*** INFORMATION ***

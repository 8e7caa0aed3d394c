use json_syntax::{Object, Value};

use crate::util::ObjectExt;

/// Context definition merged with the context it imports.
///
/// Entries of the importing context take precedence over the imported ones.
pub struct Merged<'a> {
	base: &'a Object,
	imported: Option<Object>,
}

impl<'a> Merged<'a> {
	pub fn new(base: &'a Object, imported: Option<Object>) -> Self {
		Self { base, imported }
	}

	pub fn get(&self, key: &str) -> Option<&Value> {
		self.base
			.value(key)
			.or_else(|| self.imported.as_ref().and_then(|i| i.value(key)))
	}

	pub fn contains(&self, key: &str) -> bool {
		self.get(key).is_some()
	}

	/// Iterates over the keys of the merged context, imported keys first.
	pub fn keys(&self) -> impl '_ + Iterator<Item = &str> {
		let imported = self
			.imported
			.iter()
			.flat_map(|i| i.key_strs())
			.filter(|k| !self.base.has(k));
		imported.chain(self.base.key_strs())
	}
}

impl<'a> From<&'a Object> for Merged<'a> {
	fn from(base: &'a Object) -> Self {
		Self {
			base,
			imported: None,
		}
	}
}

*** End of INFORMATION ***

INSTRUCTIONS TO FOLLOW = Find the string "Option" in the data. Report each line it appears in.

OUTPUT FOR THIS EXERCISE =
	imported: Option<Object>,
	pub fn new(base: &'a Object, imported: Option<Object>) -> Self {
	pub fn get(&self, key: &str) -> Option<&Value> {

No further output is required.